**TASK INSTRUCTIONS:** Write out the stretch of lines below that begins at the line with "use std::str::FromStr;" and ends at the line with "pub fn decode(segment: &str)", including both, exactly as given and nothing more.

[Saved entries]
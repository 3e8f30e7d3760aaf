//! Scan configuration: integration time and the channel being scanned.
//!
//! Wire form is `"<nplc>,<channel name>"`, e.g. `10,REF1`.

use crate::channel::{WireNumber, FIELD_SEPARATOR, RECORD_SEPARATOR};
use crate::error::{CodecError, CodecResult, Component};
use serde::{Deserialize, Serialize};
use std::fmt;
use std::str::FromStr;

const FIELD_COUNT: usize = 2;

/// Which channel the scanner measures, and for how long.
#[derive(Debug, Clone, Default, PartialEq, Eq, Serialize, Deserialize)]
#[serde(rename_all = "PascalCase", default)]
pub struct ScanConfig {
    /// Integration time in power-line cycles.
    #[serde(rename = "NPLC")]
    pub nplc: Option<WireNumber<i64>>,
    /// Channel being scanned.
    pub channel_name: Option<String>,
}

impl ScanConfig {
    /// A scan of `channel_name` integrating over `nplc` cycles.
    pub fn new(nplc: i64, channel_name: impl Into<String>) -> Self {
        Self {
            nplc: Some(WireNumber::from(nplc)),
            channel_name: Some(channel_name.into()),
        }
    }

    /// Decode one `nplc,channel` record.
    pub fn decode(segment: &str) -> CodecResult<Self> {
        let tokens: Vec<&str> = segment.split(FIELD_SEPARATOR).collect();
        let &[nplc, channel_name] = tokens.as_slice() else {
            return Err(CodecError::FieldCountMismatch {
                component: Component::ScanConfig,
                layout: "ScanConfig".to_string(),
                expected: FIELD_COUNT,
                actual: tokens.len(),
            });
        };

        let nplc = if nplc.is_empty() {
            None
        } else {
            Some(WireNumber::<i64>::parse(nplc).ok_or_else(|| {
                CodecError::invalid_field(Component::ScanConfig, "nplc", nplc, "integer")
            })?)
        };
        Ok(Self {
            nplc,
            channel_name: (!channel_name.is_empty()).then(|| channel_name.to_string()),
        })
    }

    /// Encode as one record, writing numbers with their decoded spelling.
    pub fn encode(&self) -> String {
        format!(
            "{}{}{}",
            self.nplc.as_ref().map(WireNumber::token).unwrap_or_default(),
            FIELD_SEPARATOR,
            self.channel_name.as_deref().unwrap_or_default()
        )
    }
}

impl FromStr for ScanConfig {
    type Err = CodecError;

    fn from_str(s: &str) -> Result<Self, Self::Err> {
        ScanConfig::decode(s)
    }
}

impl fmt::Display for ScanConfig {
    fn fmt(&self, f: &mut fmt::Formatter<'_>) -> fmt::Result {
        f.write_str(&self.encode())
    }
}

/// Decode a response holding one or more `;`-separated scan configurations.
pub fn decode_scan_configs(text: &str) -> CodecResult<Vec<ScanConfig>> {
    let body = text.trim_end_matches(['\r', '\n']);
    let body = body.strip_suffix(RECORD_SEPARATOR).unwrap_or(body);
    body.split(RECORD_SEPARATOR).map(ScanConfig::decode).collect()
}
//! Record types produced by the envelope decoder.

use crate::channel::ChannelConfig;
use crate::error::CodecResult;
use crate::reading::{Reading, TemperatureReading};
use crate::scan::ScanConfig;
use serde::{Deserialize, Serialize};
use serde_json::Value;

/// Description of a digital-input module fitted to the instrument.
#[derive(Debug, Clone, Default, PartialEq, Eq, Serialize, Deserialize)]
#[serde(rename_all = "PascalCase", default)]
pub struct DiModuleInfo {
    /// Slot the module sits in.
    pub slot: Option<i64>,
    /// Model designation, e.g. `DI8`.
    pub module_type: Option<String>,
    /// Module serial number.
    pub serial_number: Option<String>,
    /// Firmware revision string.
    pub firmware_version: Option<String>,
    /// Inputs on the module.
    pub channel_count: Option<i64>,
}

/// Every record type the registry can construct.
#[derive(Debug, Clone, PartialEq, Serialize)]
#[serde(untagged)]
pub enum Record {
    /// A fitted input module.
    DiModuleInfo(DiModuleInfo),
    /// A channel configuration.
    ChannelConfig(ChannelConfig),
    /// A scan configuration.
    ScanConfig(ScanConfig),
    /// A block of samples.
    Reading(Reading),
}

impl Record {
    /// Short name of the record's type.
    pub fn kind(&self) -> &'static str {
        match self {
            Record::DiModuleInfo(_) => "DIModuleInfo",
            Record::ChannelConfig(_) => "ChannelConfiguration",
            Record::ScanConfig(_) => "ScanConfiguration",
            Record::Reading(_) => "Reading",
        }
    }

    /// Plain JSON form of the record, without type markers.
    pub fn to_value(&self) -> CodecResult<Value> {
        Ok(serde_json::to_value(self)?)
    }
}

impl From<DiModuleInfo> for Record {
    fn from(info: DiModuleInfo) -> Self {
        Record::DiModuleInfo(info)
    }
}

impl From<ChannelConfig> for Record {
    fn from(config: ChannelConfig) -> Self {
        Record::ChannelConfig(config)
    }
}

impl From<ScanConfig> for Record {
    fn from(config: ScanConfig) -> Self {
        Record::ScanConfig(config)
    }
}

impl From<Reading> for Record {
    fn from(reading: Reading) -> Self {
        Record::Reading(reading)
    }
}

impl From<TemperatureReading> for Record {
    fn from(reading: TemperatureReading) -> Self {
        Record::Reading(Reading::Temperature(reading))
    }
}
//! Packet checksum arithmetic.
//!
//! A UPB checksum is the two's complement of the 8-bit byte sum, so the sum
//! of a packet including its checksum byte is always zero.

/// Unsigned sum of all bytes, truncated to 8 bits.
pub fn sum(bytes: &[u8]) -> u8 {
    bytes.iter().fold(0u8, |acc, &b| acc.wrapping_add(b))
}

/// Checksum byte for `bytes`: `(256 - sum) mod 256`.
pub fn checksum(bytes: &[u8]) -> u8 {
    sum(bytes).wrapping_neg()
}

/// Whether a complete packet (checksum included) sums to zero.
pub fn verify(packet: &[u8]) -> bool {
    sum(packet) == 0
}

**ANSWER TO THIS TASK:**
use std::str::FromStr;

const FIELD_COUNT: usize = 2;

/// Which channel the scanner measures, and for how long.
#[derive(Debug, Clone, Default, PartialEq, Eq, Serialize, Deserialize)]
#[serde(rename_all = "PascalCase", default)]
pub struct ScanConfig {
    /// Integration time in power-line cycles.
    #[serde(rename = "NPLC")]
    pub nplc: Option<WireNumber<i64>>,
    /// Channel being scanned.
    pub channel_name: Option<String>,
}

impl ScanConfig {
    /// A scan of `channel_name` integrating over `nplc` cycles.
    pub fn new(nplc: i64, channel_name: impl Into<String>) -> Self {
        Self {
            nplc: Some(WireNumber::from(nplc)),
            channel_name: Some(channel_name.into()),
        }
    }

    /// Decode one `nplc,channel` record.
    pub fn decode(segment: &str) -> CodecResult<Self> {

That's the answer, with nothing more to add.